** THE RECORDS follows **

//! Collaborator contract for the storage service.
//!
//! The core crate defines *what* it needs from the backend; consumers inject
//! *how* by implementing these traits. [`http::HttpBackend`] (feature
//! `http`) talks to the REST service; tests use in-memory fakes.
//!
//! Each trait covers one concern so a component only sees the calls it is
//! allowed to make. [`StorageBackend`] is the union, implemented
//! automatically for any type that provides all of them.

#[cfg(feature = "http")]
pub mod http;

use serde::{Deserialize, Serialize};

use crate::auth::Credentials;
use crate::errors::BackendError;
use crate::files::{DirectoryEntry, RemotePath, SpaceUsage};
use crate::remote::{RemoteDownloadRequest, RemoteEntry, RemoteListRequest};
use crate::session::UploadSession;

/// One directory listing as returned by the backend.
#[derive(Debug, Clone, Serialize, Deserialize)]
#[serde(rename_all = "camelCase")]
pub struct ListingResponse {
    pub entries: Vec<DirectoryEntry>,
    /// The path as the backend resolved it; not necessarily canonical.
    pub current_path: String,
}

/// Result of asking the backend whether a login is still valid.
#[derive(Debug, Clone, PartialEq, Eq, Serialize, Deserialize)]
#[serde(rename_all = "camelCase")]
pub struct AuthStatus {
    pub authenticated: bool,
    pub username: Option<String>,
}

/// Login lifecycle calls.
#[async_trait::async_trait]
pub trait AuthBackend: Send + Sync {
    /// Log in. A rejected pair is [`BackendError::Unauthorized`].
    async fn login(&self, credentials: &Credentials) -> Result<(), BackendError>;

    async fn logout(&self) -> Result<(), BackendError>;

    /// Ask whether an existing login (e.g. a session cookie) is still valid.
    async fn check_auth(&self) -> Result<AuthStatus, BackendError>;
}

/// Directory listing calls against the user's own storage.
#[async_trait::async_trait]
pub trait ListingBackend: Send + Sync {
    async fn fetch_listing(&self, path: &RemotePath) -> Result<ListingResponse, BackendError>;

    async fn fetch_space_usage(&self) -> Result<SpaceUsage, BackendError>;
}

/// Upload, download and delete calls against the user's own storage.
#[async_trait::async_trait]
pub trait TransferBackend: Send + Sync {
    /// Upload a single file into `dir`.
    async fn upload_file(
        &self,
        dir: &RemotePath,
        name: &str,
        data: &[u8],
    ) -> Result<(), BackendError>;

    /// Ask the backend to fetch `links` into `dir`; tracked as a session.
    async fn submit_link_batch(&self, links: &[String], dir: &RemotePath)
        -> Result<(), BackendError>;

    async fn download_file(&self, path: &RemotePath) -> Result<Vec<u8>, BackendError>;

    async fn delete_file(&self, path: &RemotePath) -> Result<(), BackendError>;
}

/// Calls proxied by the backend to a second FTP/SFTP server.
///
/// Every request carries the full connection parameters; the backend does
/// not keep the remote login alive between calls.
#[async_trait::async_trait]
pub trait RemoteBackend: Send + Sync {
    async fn list_remote(&self, request: &RemoteListRequest)
        -> Result<Vec<RemoteEntry>, BackendError>;

    /// Start a server-side transfer; progress is observed through sessions.
    async fn download_remote(&self, request: &RemoteDownloadRequest) -> Result<(), BackendError>;
}

/// Upload/transfer session calls.
#[async_trait::async_trait]
pub trait SessionBackend: Send + Sync {
    async fn list_sessions(&self, username: &str) -> Result<Vec<UploadSession>, BackendError>;

    async fn cancel_session(&self, id: &str) -> Result<(), BackendError>;

    async fn delete_session(&self, id: &str) -> Result<(), BackendError>;
}

/// Everything the orchestrator needs from one backend value.
pub trait StorageBackend:
    AuthBackend + ListingBackend + TransferBackend + RemoteBackend + SessionBackend
{
}

impl<T> StorageBackend for T where
    T: AuthBackend + ListingBackend + TransferBackend + RemoteBackend + SessionBackend
{
}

** End of THE RECORDS **

PROBLEM STATEMENT
The answer must be every line of the data that contains the word "valid".

ANSWER FOR THIS EXERCISE
/// Result of asking the backend whether a login is still valid.
    /// Ask whether an existing login (e.g. a session cookie) is still valid.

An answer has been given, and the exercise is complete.